The 400+ participants could all collaborate with one another, sharing information on clues and possible solutions to the attack.  The game was played over 1,100 times, with the researchers able to gain a good insight into the kind of network structures that seemed to work best.

For instance, I wrote earlier this month about some research from MIT showing that team performance was significantly boosted when team members were strongly connected to one another.  Would the same be the case here?

Well, it seems the results are mixed.  The research found that when we’re looking for information, having a tightly clustered network is a good thing.  When we’re looking for solutions however, a tight network can create groupthink and actually reduce our exploration.

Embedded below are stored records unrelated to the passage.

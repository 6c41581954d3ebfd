//! The wrapper facade.
//!
//! [`JointRemapper`] owns the registry, both batch engines, the dispatcher,
//! the aggregation cycle and the periodic runner. The registry can only be
//! changed while the runner is stopped.

use crate::aggregation::{AggregationCycle, CycleOutcome, StatePublisher, StateSnapshot};
use crate::batch::BatchEngine;
use crate::board::BoardView;
use crate::bridge::JointStateBridge;
use crate::capabilities::{CapabilitySet, RemoteCalibrator};
use crate::config::WrapperConfig;
use crate::error::WrapperError;
use crate::metrics::MetricsHub;
use crate::protocol::{Dispatcher, Response, Value};
use crate::registry::{SubDeviceLayout, SubDeviceRegistry};
use crate::scheduler::PeriodicRunner;
use crate::streaming::{StreamingCommand, StreamingIngestor};
use crate::types::Stamp;
use std::sync::atomic::{AtomicUsize, Ordering};
use std::sync::{Arc, Mutex, MutexGuard, PoisonError, RwLock, RwLockReadGuard};
use std::time::Duration;
use tracing::{debug, info};

struct Shared {
    registry: RwLock<SubDeviceRegistry>,
    rpc_batch: BatchEngine,
    stream: StreamingIngestor,
    calibrator: RwLock<Option<Arc<dyn RemoteCalibrator>>>,
    dispatcher: Dispatcher,
    cycle: Mutex<AggregationCycle>,
    metrics: MetricsHub,
    backlog: AtomicUsize,
}

impl Shared {
    fn registry(&self) -> RwLockReadGuard<'_, SubDeviceRegistry> {
        self.registry.read().unwrap_or_else(PoisonError::into_inner)
    }

    fn cycle(&self) -> MutexGuard<'_, AggregationCycle> {
        self.cycle.lock().unwrap_or_else(PoisonError::into_inner)
    }

    fn calibrator(&self) -> Option<Arc<dyn RemoteCalibrator>> {
        self.calibrator
            .read()
            .unwrap_or_else(PoisonError::into_inner)
            .clone()
    }

    fn tick(&self) -> CycleOutcome {
        let registry = self.registry();
        let view = BoardView::new(&registry, &self.rpc_batch, None);
        let outcome = self
            .cycle()
            .run(&view, self.backlog.load(Ordering::Relaxed));
        match outcome {
            CycleOutcome::Published(_) => self.metrics.wrapper.cycles.inc(),
            CycleOutcome::Skipped => self.metrics.wrapper.cycles_skipped.inc(),
        }
        outcome
    }
}

pub struct JointRemapper {
    name: String,
    period: Duration,
    shared: Arc<Shared>,
    runner: Mutex<Option<PeriodicRunner>>,
}

impl JointRemapper {
    /// Build an instance with its registry configured from `config`. No
    /// subdevice is attached yet.
    pub fn new(config: &WrapperConfig) -> Result<Self, WrapperError> {
        let registry = SubDeviceRegistry::configure(config.joints, config.to_layout()?)?;
        let shared = Shared {
            rpc_batch: BatchEngine::for_registry(&registry),
            stream: StreamingIngestor::new(&registry),
            cycle: Mutex::new(AggregationCycle::new(
                registry.joints(),
                config.extended_output,
                config.backlog_warning,
            )),
            registry: RwLock::new(registry),
            calibrator: RwLock::new(None),
            dispatcher: Dispatcher::new(),
            metrics: MetricsHub::new()?,
            backlog: AtomicUsize::new(0),
        };
        info!(
            name = %config.name,
            joints = config.joints,
            period_ms = config.period_ms,
            "wrapper configured"
        );
        Ok(Self {
            name: config.name.clone(),
            period: config.period(),
            shared: Arc::new(shared),
            runner: Mutex::new(None),
        })
    }

    pub fn name(&self) -> &str {
        &self.name
    }

    pub fn joints(&self) -> usize {
        self.shared.registry().joints()
    }

    pub fn metrics(&self) -> &MetricsHub {
        &self.shared.metrics
    }

    pub fn is_running(&self) -> bool {
        self.runner().is_some()
    }

    fn runner(&self) -> MutexGuard<'_, Option<PeriodicRunner>> {
        self.runner.lock().unwrap_or_else(PoisonError::into_inner)
    }

    fn ensure_stopped(&self) -> Result<(), WrapperError> {
        if self.is_running() {
            return Err(WrapperError::Running);
        }
        Ok(())
    }

    /// Replace the layout. Every subdevice is detached afterwards.
    pub fn configure(&self, joints: usize, layout: SubDeviceLayout) -> Result<(), WrapperError> {
        self.ensure_stopped()?;
        let registry = SubDeviceRegistry::configure(joints, layout)?;
        self.shared.rpc_batch.resize(&registry);
        self.shared.stream.resize(&registry);
        self.shared.cycle().resize(joints);
        *self
            .shared
            .registry
            .write()
            .unwrap_or_else(PoisonError::into_inner) = registry;
        Ok(())
    }

    pub fn attach(&self, key: &str, caps: CapabilitySet) -> Result<(), WrapperError> {
        self.ensure_stopped()?;
        self.shared
            .registry
            .write()
            .unwrap_or_else(PoisonError::into_inner)
            .attach(key, caps)?;
        Ok(())
    }

    pub fn detach(&self, key: &str) -> Result<(), WrapperError> {
        self.ensure_stopped()?;
        self.shared
            .registry
            .write()
            .unwrap_or_else(PoisonError::into_inner)
            .detach(key)?;
        Ok(())
    }

    pub fn set_calibrator(&self, calibrator: Option<Arc<dyn RemoteCalibrator>>) {
        debug!(bound = calibrator.is_some(), "remote calibrator changed");
        *self
            .shared
            .calibrator
            .write()
            .unwrap_or_else(PoisonError::into_inner) = calibrator;
    }

    pub fn set_publisher(&self, publisher: Arc<dyn StatePublisher>) {
        self.shared.cycle().set_publisher(publisher);
    }

    pub fn set_bridge(&self, bridge: Box<dyn JointStateBridge>) {
        self.shared.cycle().set_bridge(bridge);
    }

    pub fn handle_request(&self, request: &[Value]) -> Response {
        let calibrator = self.shared.calibrator();
        let registry = self.shared.registry();
        let view = BoardView::new(&registry, &self.shared.rpc_batch, calibrator.as_deref());
        let response = self.shared.dispatcher.handle(&view, request);
        self.shared.metrics.wrapper.rpc_requests.inc();
        if !response.is_ok() {
            self.shared.metrics.wrapper.rpc_failures.inc();
        }
        response
    }

    /// Apply one streaming command. Returns whether it was applied; nothing
    /// is ever sent back to the sender.
    pub fn handle_streaming_message(&self, command: &StreamingCommand) -> bool {
        let registry = self.shared.registry();
        let applied = self.shared.stream.ingest(&registry, command);
        self.shared.metrics.wrapper.stream_messages.inc();
        if !applied {
            self.shared.metrics.wrapper.stream_drops.inc();
        }
        applied
    }

    /// Number of streaming messages queued by the transport.
    pub fn report_stream_backlog(&self, pending: usize) {
        self.shared.backlog.store(pending, Ordering::Relaxed);
        self.shared
            .metrics
            .wrapper
            .stream_backlog
            .set(i64::try_from(pending).unwrap_or(i64::MAX));
    }

    /// Run one aggregation cycle on the caller's thread.
    pub fn tick(&self) -> CycleOutcome {
        self.shared.tick()
    }

    pub fn snapshot(&self) -> StateSnapshot {
        self.shared.cycle().snapshot().clone()
    }

    pub fn last_rpc_stamp(&self) -> Stamp {
        self.shared.dispatcher.last_stamp()
    }

    pub fn start(&self) -> Result<(), WrapperError> {
        let mut runner = self.runner();
        if runner.is_some() {
            return Err(WrapperError::Running);
        }
        let shared = self.shared.clone();
        *runner = Some(PeriodicRunner::spawn(
            &format!("{}-cycle", self.name),
            self.period,
            move || {
                shared.tick();
            },
        )?);
        info!(name = %self.name, period = ?self.period, "periodic task started");
        Ok(())
    }

    pub fn stop(&self) -> Result<(), WrapperError> {
        let mut runner = self.runner().take().ok_or(WrapperError::NotRunning)?;
        runner.stop();
        info!(name = %self.name, "periodic task stopped");
        Ok(())
    }
}

impl Drop for JointRemapper {
    fn drop(&mut self) {
        if let Some(mut runner) = self.runner().take() {
            runner.stop();
        }
    }
}
//! Batched multi-joint calls across subdevices.
//!
//! A batched call runs partition → dispatch → scatter under the engine lock.
//! `partition` records, for every input position, the `(subdevice, cursor)`
//! it was written to; `scatter` walks exactly that record, so results come
//! back in the caller's order whatever the joint permutation.

use crate::capabilities::CapabilitySet;
use crate::error::{CallError, CallResult};
use crate::registry::SubDeviceRegistry;
use crate::types::{ControlMode, InteractionMode};
use std::sync::{Mutex, MutexGuard, PoisonError};
use tracing::debug;

/// Per-subdevice joint groups of the call in progress.
#[derive(Debug, Default)]
struct Groups {
    capacity: usize,
    fill: Vec<usize>,
    axes: Vec<Vec<usize>>,
    placements: Vec<(usize, usize)>,
}

impl Groups {
    fn reset(&mut self) {
        self.fill.iter_mut().for_each(|n| *n = 0);
        self.placements.clear();
    }

    fn group(&self, subdevice: usize) -> &[usize] {
        &self.axes[subdevice][..self.fill[subdevice]]
    }
}

/// Value lanes, one pre-sized row per subdevice.
#[derive(Debug, Default)]
pub struct Lanes {
    values: Vec<Vec<f64>>,
    control_modes: Vec<Vec<ControlMode>>,
    interaction_modes: Vec<Vec<InteractionMode>>,
}

/// Element types that have a scratch lane.
pub trait LaneValue: Copy + Default {
    fn lane(lanes: &mut Lanes) -> &mut Vec<Vec<Self>>;
}

impl LaneValue for f64 {
    fn lane(lanes: &mut Lanes) -> &mut Vec<Vec<Self>> {
        &mut lanes.values
    }
}

impl LaneValue for ControlMode {
    fn lane(lanes: &mut Lanes) -> &mut Vec<Vec<Self>> {
        &mut lanes.control_modes
    }
}

impl LaneValue for InteractionMode {
    fn lane(lanes: &mut Lanes) -> &mut Vec<Vec<Self>> {
        &mut lanes.interaction_modes
    }
}

#[derive(Debug, Default)]
pub struct BatchScratch {
    max_joints: usize,
    groups: Groups,
    lanes: Lanes,
}

impl BatchScratch {
    pub fn new(subdevices: usize, max_axes: usize, max_joints: usize) -> Self {
        Self {
            max_joints,
            groups: Groups {
                capacity: max_axes,
                fill: vec![0; subdevices],
                axes: vec![vec![0; max_axes]; subdevices],
                placements: Vec::with_capacity(max_joints),
            },
            lanes: Lanes {
                values: vec![vec![0.0; max_axes]; subdevices],
                control_modes: vec![vec![ControlMode::default(); max_axes]; subdevices],
                interaction_modes: vec![vec![InteractionMode::default(); max_axes]; subdevices],
            },
        }
    }

    fn fits(&self, registry: &SubDeviceRegistry) -> bool {
        self.groups.fill.len() == registry.slots().len()
            && self.groups.capacity >= registry.max_axes()
            && self.max_joints == registry.joints()
    }

    fn partition(&mut self, registry: &SubDeviceRegistry, joints: &[i64]) -> CallResult<()> {
        if !self.fits(registry) {
            debug!("resizing batch scratch to the current registry layout");
            *self = BatchScratch::new(
                registry.slots().len(),
                registry.max_axes(),
                registry.joints(),
            );
        }
        self.groups.reset();
        if joints.len() > self.max_joints {
            return Err(CallError::TooManyJoints {
                len: joints.len(),
                max: self.max_joints,
            });
        }
        let groups = &mut self.groups;
        for &joint in joints {
            let loc = registry.lookup(joint)?;
            let cursor = groups.fill[loc.subdevice];
            if cursor >= groups.capacity {
                return Err(CallError::TooManyJoints {
                    len: cursor + 1,
                    max: groups.capacity,
                });
            }
            groups.axes[loc.subdevice][cursor] = loc.axis;
            groups.placements.push((loc.subdevice, cursor));
            groups.fill[loc.subdevice] += 1;
        }
        Ok(())
    }

    fn load<T: LaneValue>(&mut self, values: &[T]) {
        let lane = T::lane(&mut self.lanes);
        for (value, &(sub, cursor)) in values.iter().zip(&self.groups.placements) {
            lane[sub][cursor] = *value;
        }
    }

    fn scatter<T: LaneValue>(&mut self, out: &mut [T]) {
        let lane = T::lane(&mut self.lanes);
        for (slot, &(sub, cursor)) in out.iter_mut().zip(&self.groups.placements) {
            *slot = lane[sub][cursor];
        }
    }

    /// Run `call` once per non-empty group, stopping at the first failure.
    fn dispatch<T: LaneValue>(
        &mut self,
        registry: &SubDeviceRegistry,
        mut call: impl FnMut(&CapabilitySet, &[usize], &mut [T]) -> CallResult<()>,
    ) -> CallResult<()> {
        let lane = T::lane(&mut self.lanes);
        for (sub, slot) in registry.slots().iter().enumerate() {
            let axes = self.groups.group(sub);
            if axes.is_empty() {
                continue;
            }
            if !slot.is_attached() {
                return Err(CallError::NotAttached(slot.key().to_string()));
            }
            call(slot.capabilities(), axes, &mut lane[sub][..axes.len()])?;
        }
        Ok(())
    }
}

/// Owner of one [`BatchScratch`] and the lock that serializes its use.
///
/// The lock is not re-entrant: a closure passed to any method here must not
/// start another batched call on the same engine.
#[derive(Debug, Default)]
pub struct BatchEngine {
    scratch: Mutex<BatchScratch>,
}

impl BatchEngine {
    pub fn new(subdevices: usize, max_axes: usize, max_joints: usize) -> Self {
        Self {
            scratch: Mutex::new(BatchScratch::new(subdevices, max_axes, max_joints)),
        }
    }

    pub fn for_registry(registry: &SubDeviceRegistry) -> Self {
        Self::new(
            registry.slots().len(),
            registry.max_axes(),
            registry.joints(),
        )
    }

    /// Reallocate for a new registry layout.
    pub fn resize(&self, registry: &SubDeviceRegistry) {
        *self.lock() = BatchScratch::new(
            registry.slots().len(),
            registry.max_axes(),
            registry.joints(),
        );
    }

    fn lock(&self) -> MutexGuard<'_, BatchScratch> {
        self.scratch.lock().unwrap_or_else(PoisonError::into_inner)
    }

    /// Read one value per joint into `out`, in `joints` order. On failure
    /// `out` is zero/default filled.
    pub fn get<T: LaneValue>(
        &self,
        registry: &SubDeviceRegistry,
        joints: &[i64],
        out: &mut [T],
        read: impl FnMut(&CapabilitySet, &[usize], &mut [T]) -> CallResult<()>,
    ) -> CallResult<()> {
        let result = self.get_inner(registry, joints, out, read);
        if result.is_err() {
            out.iter_mut().for_each(|v| *v = T::default());
        }
        result
    }

    fn get_inner<T: LaneValue>(
        &self,
        registry: &SubDeviceRegistry,
        joints: &[i64],
        out: &mut [T],
        read: impl FnMut(&CapabilitySet, &[usize], &mut [T]) -> CallResult<()>,
    ) -> CallResult<()> {
        if out.len() != joints.len() {
            return Err(CallError::LengthMismatch {
                joints: joints.len(),
                values: out.len(),
            });
        }
        let mut scratch = self.lock();
        scratch.partition(registry, joints)?;
        scratch.dispatch(registry, read)?;
        scratch.scatter(out);
        Ok(())
    }

    /// Write `values[i]` to `joints[i]` for every `i`.
    pub fn set<T: LaneValue>(
        &self,
        registry: &SubDeviceRegistry,
        joints: &[i64],
        values: &[T],
        mut write: impl FnMut(&CapabilitySet, &[usize], &[T]) -> CallResult<()>,
    ) -> CallResult<()> {
        if values.len() != joints.len() {
            return Err(CallError::LengthMismatch {
                joints: joints.len(),
                values: values.len(),
            });
        }
        let mut scratch = self.lock();
        scratch.partition(registry, joints)?;
        scratch.load(values);
        scratch.dispatch::<T>(registry, |caps, axes, lane| write(caps, axes, lane))
    }

    /// Run an action per group with no values (stop, enable, ...).
    pub fn apply(
        &self,
        registry: &SubDeviceRegistry,
        joints: &[i64],
        mut action: impl FnMut(&CapabilitySet, &[usize]) -> CallResult<()>,
    ) -> CallResult<()> {
        let mut scratch = self.lock();
        scratch.partition(registry, joints)?;
        scratch.dispatch::<f64>(registry, |caps, axes, _| action(caps, axes))
    }

    /// AND of a boolean predicate over every group.
    pub fn check(
        &self,
        registry: &SubDeviceRegistry,
        joints: &[i64],
        mut predicate: impl FnMut(&CapabilitySet, &[usize]) -> CallResult<bool>,
    ) -> CallResult<bool> {
        let mut all = true;
        self.apply(registry, joints, |caps, axes| {
            all &= predicate(caps, axes)?;
            Ok(())
        })?;
        Ok(all)
    }
}

#[cfg(all(test, feature = "mock"))]
mod tests {
    use super::*;
    use crate::capabilities::Capability;
    use crate::error::{CapabilityUnavailable, JointOutOfRange};
    use crate::mock::MockController;
    use crate::registry::{RangeSpec, SubDeviceLayout};
    use std::sync::Arc;

    struct Rig {
        registry: SubDeviceRegistry,
        engine: BatchEngine,
        a: Arc<MockController>,
        b: Arc<MockController>,
    }

    fn rig(b_caps: impl FnOnce(CapabilitySet) -> CapabilitySet) -> Rig {
        let mut registry = SubDeviceRegistry::configure(
            6,
            SubDeviceLayout::Explicit(vec![
                RangeSpec::new("A", (0, 2), (0, 2)),
                RangeSpec::new("B", (3, 5), (0, 2)),
            ]),
        )
        .unwrap();
        let a = Arc::new(MockController::new(3));
        let b = Arc::new(MockController::new(3));
        registry
            .attach("A", CapabilitySet::from_device(a.clone()))
            .unwrap();
        registry
            .attach("B", b_caps(CapabilitySet::from_device(b.clone())))
            .unwrap();
        let engine = BatchEngine::for_registry(&registry);
        Rig {
            registry,
            engine,
            a,
            b,
        }
    }

    #[test]
    fn test_scatter_preserves_request_order() {
        let r = rig(|c| c);
        r.a.set_encoder_values(&[10.0, 11.0, 12.0]);
        r.b.set_encoder_values(&[20.0, 21.0, 22.0]);
        let mut out = [0.0; 4];
        r.engine
            .get(&r.registry, &[4, 1, 5, 0], &mut out, |caps, axes, lane| {
                Ok(caps.encoders()?.encoder_group(axes, lane)?)
            })
            .unwrap();
        assert_eq!(out, [21.0, 11.0, 22.0, 10.0]);
    }

    #[test]
    fn test_set_lands_on_owning_subdevice() {
        let r = rig(|c| c);
        r.engine
            .set(&r.registry, &[5, 0, 3], &[1.5, 2.5, 3.5], |caps, axes, lane| {
                Ok(caps.position()?.position_move_group(axes, lane)?)
            })
            .unwrap();
        assert_eq!(r.b.target(2), 1.5);
        assert_eq!(r.a.target(0), 2.5);
        assert_eq!(r.b.target(0), 3.5);
    }

    #[test]
    fn test_missing_capability_on_touched_subdevice_fails() {
        let r = rig(|c| c.without(Capability::Torque));
        let mut out = [7.0; 2];
        let err = r
            .engine
            .get(&r.registry, &[0, 4], &mut out, |caps, axes, lane| {
                Ok(caps.torque()?.torque_group(axes, lane)?)
            })
            .unwrap_err();
        assert_eq!(
            err,
            CallError::Unavailable(CapabilityUnavailable(Capability::Torque))
        );
        assert_eq!(out, [0.0, 0.0]);

        // Joints that stay on A are unaffected.
        let mut only_a = [0.0; 2];
        r.engine
            .get(&r.registry, &[2, 1], &mut only_a, |caps, axes, lane| {
                Ok(caps.torque()?.torque_group(axes, lane)?)
            })
            .unwrap();
    }

    #[test]
    fn test_out_of_range_makes_no_call() {
        let r = rig(|c| c);
        let before = r.a.calls() + r.b.calls();
        for bad in [-1, 6] {
            let mut out = [0.0; 2];
            let err = r
                .engine
                .get(&r.registry, &[0, bad], &mut out, |caps, axes, lane| {
                    Ok(caps.encoders()?.encoder_group(axes, lane)?)
                })
                .unwrap_err();
            assert_eq!(
                err,
                CallError::OutOfRange(JointOutOfRange {
                    joint: bad,
                    joints: 6
                })
            );
        }
        assert_eq!(r.a.calls() + r.b.calls(), before);
    }

    #[test]
    fn test_too_many_joints() {
        let r = rig(|c| c);
        let joints = [0, 1, 2, 3, 4, 5, 0];
        let err = r
            .engine
            .apply(&r.registry, &joints, |caps, axes| {
                Ok(caps.position()?.stop_group(axes)?)
            })
            .unwrap_err();
        assert!(matches!(err, CallError::TooManyJoints { len: 7, max: 6 }));
    }

    #[test]
    fn test_mode_lane_round_trip() {
        let r = rig(|c| c);
        let modes = [ControlMode::VELOCITY, ControlMode::TORQUE];
        r.engine
            .set(&r.registry, &[3, 1], &modes, |caps, axes, lane| {
                Ok(caps.control_mode()?.set_control_mode_group(axes, lane)?)
            })
            .unwrap();
        let mut out = [ControlMode::default(); 2];
        r.engine
            .get(&r.registry, &[1, 3], &mut out, |caps, axes, lane| {
                Ok(caps.control_mode()?.control_mode_group(axes, lane)?)
            })
            .unwrap();
        assert_eq!(out, [ControlMode::TORQUE, ControlMode::VELOCITY]);
    }

    #[test]
    fn test_check_is_and_across_groups() {
        let r = rig(|c| c);
        r.b.set_moving(1, true);
        let done = r
            .engine
            .check(&r.registry, &[0, 4], |caps, axes| {
                Ok(caps.position()?.motion_done_group(axes)?)
            })
            .unwrap();
        assert!(!done);
        let done = r
            .engine
            .check(&r.registry, &[0, 3], |caps, axes| {
                Ok(caps.position()?.motion_done_group(axes)?)
            })
            .unwrap();
        assert!(done);
    }
}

In looking for unique facts or clues, clustering helped since members of the dense communications networks effectively split up the work and redundant facts were quickly weeded out, making them five percent more efficient. But the number of unique theories or solutions was 17.5 percent higher among subjects who were not densely connected. Clustering reduced the diversity of ideas.

It highlights the importance of understanding when to be connected to your network, and when not to be.  The research shows a clear boost from connectivity when we’re hunting for information, but that connectivity is actually detrimental when we’re looking for ideas.

Obviously this was just one experiment conducted in a lab setting, but it does nonetheless provide an interesting line of thought for those of us looking to boost both collaboration and innovation in the workplace.  With knowledge sharing, the various collaboration tools vendors have introduced to the workplace may be very effective, but if you want to innovate then having people working independently may well be the best approach (ala open innovation).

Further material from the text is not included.